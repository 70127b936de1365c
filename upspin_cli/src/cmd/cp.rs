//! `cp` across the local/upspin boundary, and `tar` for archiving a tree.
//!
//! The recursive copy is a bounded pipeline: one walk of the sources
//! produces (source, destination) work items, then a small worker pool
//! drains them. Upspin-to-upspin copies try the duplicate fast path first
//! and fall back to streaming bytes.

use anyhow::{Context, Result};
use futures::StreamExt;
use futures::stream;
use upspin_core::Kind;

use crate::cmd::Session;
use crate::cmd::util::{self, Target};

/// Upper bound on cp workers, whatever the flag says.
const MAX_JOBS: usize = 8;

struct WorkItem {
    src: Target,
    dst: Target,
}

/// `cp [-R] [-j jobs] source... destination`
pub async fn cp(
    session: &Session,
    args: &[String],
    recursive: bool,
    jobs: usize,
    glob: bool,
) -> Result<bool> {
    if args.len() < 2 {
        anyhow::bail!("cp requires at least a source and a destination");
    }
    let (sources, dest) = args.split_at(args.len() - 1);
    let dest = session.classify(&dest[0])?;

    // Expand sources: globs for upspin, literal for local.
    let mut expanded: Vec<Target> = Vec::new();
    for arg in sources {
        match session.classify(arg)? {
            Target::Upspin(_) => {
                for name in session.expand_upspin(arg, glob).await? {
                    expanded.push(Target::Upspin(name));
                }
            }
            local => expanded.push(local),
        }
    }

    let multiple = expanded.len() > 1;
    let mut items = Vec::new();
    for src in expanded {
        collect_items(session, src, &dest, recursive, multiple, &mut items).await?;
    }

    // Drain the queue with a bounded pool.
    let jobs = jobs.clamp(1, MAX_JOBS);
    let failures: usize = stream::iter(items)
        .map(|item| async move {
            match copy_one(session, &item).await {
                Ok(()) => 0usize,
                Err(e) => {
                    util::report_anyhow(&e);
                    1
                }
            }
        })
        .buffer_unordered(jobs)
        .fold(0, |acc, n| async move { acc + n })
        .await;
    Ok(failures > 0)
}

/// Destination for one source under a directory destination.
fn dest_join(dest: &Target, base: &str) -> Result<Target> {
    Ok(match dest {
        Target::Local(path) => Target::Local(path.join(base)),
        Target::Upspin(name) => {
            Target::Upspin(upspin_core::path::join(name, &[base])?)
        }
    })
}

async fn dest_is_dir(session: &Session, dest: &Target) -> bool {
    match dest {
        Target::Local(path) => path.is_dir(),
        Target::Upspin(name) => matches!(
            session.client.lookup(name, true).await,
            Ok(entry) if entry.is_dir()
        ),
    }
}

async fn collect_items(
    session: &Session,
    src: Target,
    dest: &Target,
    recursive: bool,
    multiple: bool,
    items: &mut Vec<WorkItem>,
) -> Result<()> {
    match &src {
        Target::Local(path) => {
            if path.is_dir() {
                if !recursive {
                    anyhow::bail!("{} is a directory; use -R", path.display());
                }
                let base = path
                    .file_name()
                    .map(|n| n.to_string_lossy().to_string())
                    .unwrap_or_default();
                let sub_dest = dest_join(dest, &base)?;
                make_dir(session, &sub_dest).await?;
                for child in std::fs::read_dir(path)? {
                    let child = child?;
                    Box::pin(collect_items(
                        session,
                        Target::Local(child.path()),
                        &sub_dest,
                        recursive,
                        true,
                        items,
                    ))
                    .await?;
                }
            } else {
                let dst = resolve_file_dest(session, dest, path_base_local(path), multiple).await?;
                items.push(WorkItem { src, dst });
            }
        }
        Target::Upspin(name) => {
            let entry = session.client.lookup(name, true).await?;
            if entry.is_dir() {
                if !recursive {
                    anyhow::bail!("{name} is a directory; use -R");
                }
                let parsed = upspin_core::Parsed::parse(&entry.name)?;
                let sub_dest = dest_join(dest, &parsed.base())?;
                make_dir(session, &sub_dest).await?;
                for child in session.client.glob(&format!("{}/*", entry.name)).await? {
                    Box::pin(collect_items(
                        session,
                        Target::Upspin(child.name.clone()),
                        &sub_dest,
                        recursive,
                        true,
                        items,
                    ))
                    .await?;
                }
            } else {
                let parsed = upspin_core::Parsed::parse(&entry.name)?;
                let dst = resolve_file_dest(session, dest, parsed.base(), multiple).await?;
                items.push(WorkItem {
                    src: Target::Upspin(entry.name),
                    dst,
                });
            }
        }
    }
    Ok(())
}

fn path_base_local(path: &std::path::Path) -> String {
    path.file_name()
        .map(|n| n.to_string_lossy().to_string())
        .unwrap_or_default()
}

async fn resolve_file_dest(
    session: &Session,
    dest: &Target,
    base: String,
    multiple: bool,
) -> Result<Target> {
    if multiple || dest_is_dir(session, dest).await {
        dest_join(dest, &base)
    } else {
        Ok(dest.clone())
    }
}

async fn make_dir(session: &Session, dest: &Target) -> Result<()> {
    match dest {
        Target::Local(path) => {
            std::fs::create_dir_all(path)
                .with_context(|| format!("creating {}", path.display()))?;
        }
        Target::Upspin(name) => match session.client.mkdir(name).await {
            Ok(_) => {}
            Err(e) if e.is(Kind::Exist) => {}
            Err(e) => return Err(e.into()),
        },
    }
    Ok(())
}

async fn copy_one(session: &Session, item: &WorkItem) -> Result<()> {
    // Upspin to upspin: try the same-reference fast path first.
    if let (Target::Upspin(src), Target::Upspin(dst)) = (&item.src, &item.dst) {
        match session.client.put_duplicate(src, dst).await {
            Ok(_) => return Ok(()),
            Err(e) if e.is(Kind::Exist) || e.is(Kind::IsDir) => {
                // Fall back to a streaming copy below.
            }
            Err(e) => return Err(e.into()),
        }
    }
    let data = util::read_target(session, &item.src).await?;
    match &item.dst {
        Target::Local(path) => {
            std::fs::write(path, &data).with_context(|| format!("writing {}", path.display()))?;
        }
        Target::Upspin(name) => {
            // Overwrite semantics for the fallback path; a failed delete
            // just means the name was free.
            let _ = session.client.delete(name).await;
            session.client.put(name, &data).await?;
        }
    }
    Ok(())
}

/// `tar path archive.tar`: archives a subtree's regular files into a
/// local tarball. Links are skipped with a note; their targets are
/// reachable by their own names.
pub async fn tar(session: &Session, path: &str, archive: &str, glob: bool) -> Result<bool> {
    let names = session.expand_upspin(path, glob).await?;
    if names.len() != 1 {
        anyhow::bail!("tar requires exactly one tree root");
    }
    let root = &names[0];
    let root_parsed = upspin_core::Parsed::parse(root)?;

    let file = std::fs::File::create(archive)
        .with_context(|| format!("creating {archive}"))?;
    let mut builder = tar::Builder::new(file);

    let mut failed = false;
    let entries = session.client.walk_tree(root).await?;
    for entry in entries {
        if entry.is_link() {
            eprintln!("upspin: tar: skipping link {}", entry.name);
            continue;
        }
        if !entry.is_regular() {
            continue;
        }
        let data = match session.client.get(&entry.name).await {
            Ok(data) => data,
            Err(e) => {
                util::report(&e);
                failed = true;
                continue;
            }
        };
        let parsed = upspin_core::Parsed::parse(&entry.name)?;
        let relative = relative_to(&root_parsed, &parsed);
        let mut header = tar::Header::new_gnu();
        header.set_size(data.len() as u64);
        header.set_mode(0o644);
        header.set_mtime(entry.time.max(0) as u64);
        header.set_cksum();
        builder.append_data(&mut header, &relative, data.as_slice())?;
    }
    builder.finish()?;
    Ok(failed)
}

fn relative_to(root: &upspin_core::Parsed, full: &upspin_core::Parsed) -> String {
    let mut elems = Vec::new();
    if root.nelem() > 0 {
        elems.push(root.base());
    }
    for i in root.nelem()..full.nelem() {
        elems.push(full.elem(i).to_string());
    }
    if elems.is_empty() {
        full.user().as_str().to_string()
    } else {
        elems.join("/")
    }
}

════════════════

TRY IT |
The full material above needs to be returned unaltered.

WRITTEN SOLUTION |
repository 70127b936de1365c
filename upspin_cli/src/cmd/cp.rs
//! `cp` across the local/upspin boundary, and `tar` for archiving a tree.
//!
//! The recursive copy is a bounded pipeline: one walk of the sources
//! produces (source, destination) work items, then a small worker pool
//! drains them. Upspin-to-upspin copies try the duplicate fast path first
//! and fall back to streaming bytes.

use anyhow::{Context, Result};
use futures::StreamExt;
use futures::stream;
use upspin_core::Kind;

use crate::cmd::Session;
use crate::cmd::util::{self, Target};

/// Upper bound on cp workers, whatever the flag says.
const MAX_JOBS: usize = 8;

struct WorkItem {
    src: Target,
    dst: Target,
}

/// `cp [-R] [-j jobs] source... destination`
pub async fn cp(
    session: &Session,
    args: &[String],
    recursive: bool,
    jobs: usize,
    glob: bool,
) -> Result<bool> {
    if args.len() < 2 {
        anyhow::bail!("cp requires at least a source and a destination");
    }
    let (sources, dest) = args.split_at(args.len() - 1);
    let dest = session.classify(&dest[0])?;

    // Expand sources: globs for upspin, literal for local.
    let mut expanded: Vec<Target> = Vec::new();
    for arg in sources {
        match session.classify(arg)? {
            Target::Upspin(_) => {
                for name in session.expand_upspin(arg, glob).await? {
                    expanded.push(Target::Upspin(name));
                }
            }
            local => expanded.push(local),
        }
    }

    let multiple = expanded.len() > 1;
    let mut items = Vec::new();
    for src in expanded {
        collect_items(session, src, &dest, recursive, multiple, &mut items).await?;
    }

    // Drain the queue with a bounded pool.
    let jobs = jobs.clamp(1, MAX_JOBS);
    let failures: usize = stream::iter(items)
        .map(|item| async move {
            match copy_one(session, &item).await {
                Ok(()) => 0usize,
                Err(e) => {
                    util::report_anyhow(&e);
                    1
                }
            }
        })
        .buffer_unordered(jobs)
        .fold(0, |acc, n| async move { acc + n })
        .await;
    Ok(failures > 0)
}

/// Destination for one source under a directory destination.
fn dest_join(dest: &Target, base: &str) -> Result<Target> {
    Ok(match dest {
        Target::Local(path) => Target::Local(path.join(base)),
        Target::Upspin(name) => {
            Target::Upspin(upspin_core::path::join(name, &[base])?)
        }
    })
}

async fn dest_is_dir(session: &Session, dest: &Target) -> bool {
    match dest {
        Target::Local(path) => path.is_dir(),
        Target::Upspin(name) => matches!(
            session.client.lookup(name, true).await,
            Ok(entry) if entry.is_dir()
        ),
    }
}

async fn collect_items(
    session: &Session,
    src: Target,
    dest: &Target,
    recursive: bool,
    multiple: bool,
    items: &mut Vec<WorkItem>,
) -> Result<()> {
    match &src {
        Target::Local(path) => {
            if path.is_dir() {
                if !recursive {
                    anyhow::bail!("{} is a directory; use -R", path.display());
                }
                let base = path
                    .file_name()
                    .map(|n| n.to_string_lossy().to_string())
                    .unwrap_or_default();
                let sub_dest = dest_join(dest, &base)?;
                make_dir(session, &sub_dest).await?;
                for child in std::fs::read_dir(path)? {
                    let child = child?;
                    Box::pin(collect_items(
                        session,
                        Target::Local(child.path()),
                        &sub_dest,
                        recursive,
                        true,
                        items,
                    ))
                    .await?;
                }
            } else {
                let dst = resolve_file_dest(session, dest, path_base_local(path), multiple).await?;
                items.push(WorkItem { src, dst });
            }
        }
        Target::Upspin(name) => {
            let entry = session.client.lookup(name, true).await?;
            if entry.is_dir() {
                if !recursive {
                    anyhow::bail!("{name} is a directory; use -R");
                }
                let parsed = upspin_core::Parsed::parse(&entry.name)?;
                let sub_dest = dest_join(dest, &parsed.base())?;
                make_dir(session, &sub_dest).await?;
                for child in session.client.glob(&format!("{}/*", entry.name)).await? {
                    Box::pin(collect_items(
                        session,
                        Target::Upspin(child.name.clone()),
                        &sub_dest,
                        recursive,
                        true,
                        items,
                    ))
                    .await?;
                }
            } else {
                let parsed = upspin_core::Parsed::parse(&entry.name)?;
                let dst = resolve_file_dest(session, dest, parsed.base(), multiple).await?;
                items.push(WorkItem {
                    src: Target::Upspin(entry.name),
                    dst,
                });
            }
        }
    }
    Ok(())
}

fn path_base_local(path: &std::path::Path) -> String {
    path.file_name()
        .map(|n| n.to_string_lossy().to_string())
        .unwrap_or_default()
}

async fn resolve_file_dest(
    session: &Session,
    dest: &Target,
    base: String,
    multiple: bool,
) -> Result<Target> {
    if multiple || dest_is_dir(session, dest).await {
        dest_join(dest, &base)
    } else {
        Ok(dest.clone())
    }
}

async fn make_dir(session: &Session, dest: &Target) -> Result<()> {
    match dest {
        Target::Local(path) => {
            std::fs::create_dir_all(path)
                .with_context(|| format!("creating {}", path.display()))?;
        }
        Target::Upspin(name) => match session.client.mkdir(name).await {
            Ok(_) => {}
            Err(e) if e.is(Kind::Exist) => {}
            Err(e) => return Err(e.into()),
        },
    }
    Ok(())
}

async fn copy_one(session: &Session, item: &WorkItem) -> Result<()> {
    // Upspin to upspin: try the same-reference fast path first.
    if let (Target::Upspin(src), Target::Upspin(dst)) = (&item.src, &item.dst) {
        match session.client.put_duplicate(src, dst).await {
            Ok(_) => return Ok(()),
            Err(e) if e.is(Kind::Exist) || e.is(Kind::IsDir) => {
                // Fall back to a streaming copy below.
            }
            Err(e) => return Err(e.into()),
        }
    }
    let data = util::read_target(session, &item.src).await?;
    match &item.dst {
        Target::Local(path) => {
            std::fs::write(path, &data).with_context(|| format!("writing {}", path.display()))?;
        }
        Target::Upspin(name) => {
            // Overwrite semantics for the fallback path; a failed delete
            // just means the name was free.
            let _ = session.client.delete(name).await;
            session.client.put(name, &data).await?;
        }
    }
    Ok(())
}

/// `tar path archive.tar`: archives a subtree's regular files into a
/// local tarball. Links are skipped with a note; their targets are
/// reachable by their own names.
pub async fn tar(session: &Session, path: &str, archive: &str, glob: bool) -> Result<bool> {
    let names = session.expand_upspin(path, glob).await?;
    if names.len() != 1 {
        anyhow::bail!("tar requires exactly one tree root");
    }
    let root = &names[0];
    let root_parsed = upspin_core::Parsed::parse(root)?;

    let file = std::fs::File::create(archive)
        .with_context(|| format!("creating {archive}"))?;
    let mut builder = tar::Builder::new(file);

    let mut failed = false;
    let entries = session.client.walk_tree(root).await?;
    for entry in entries {
        if entry.is_link() {
            eprintln!("upspin: tar: skipping link {}", entry.name);
            continue;
        }
        if !entry.is_regular() {
            continue;
        }
        let data = match session.client.get(&entry.name).await {
            Ok(data) => data,
            Err(e) => {
                util::report(&e);
                failed = true;
                continue;
            }
        };
        let parsed = upspin_core::Parsed::parse(&entry.name)?;
        let relative = relative_to(&root_parsed, &parsed);
        let mut header = tar::Header::new_gnu();
        header.set_size(data.len() as u64);
        header.set_mode(0o644);
        header.set_mtime(entry.time.max(0) as u64);
        header.set_cksum();
        builder.append_data(&mut header, &relative, data.as_slice())?;
    }
    builder.finish()?;
    Ok(failed)
}

fn relative_to(root: &upspin_core::Parsed, full: &upspin_core::Parsed) -> String {
    let mut elems = Vec::new();
    if root.nelem() > 0 {
        elems.push(root.base());
    }
    for i in root.nelem()..full.nelem() {
        elems.push(full.elem(i).to_string());
    }
    if elems.is_empty() {
        full.user().as_str().to_string()
    } else {
        elems.join("/")
    }
}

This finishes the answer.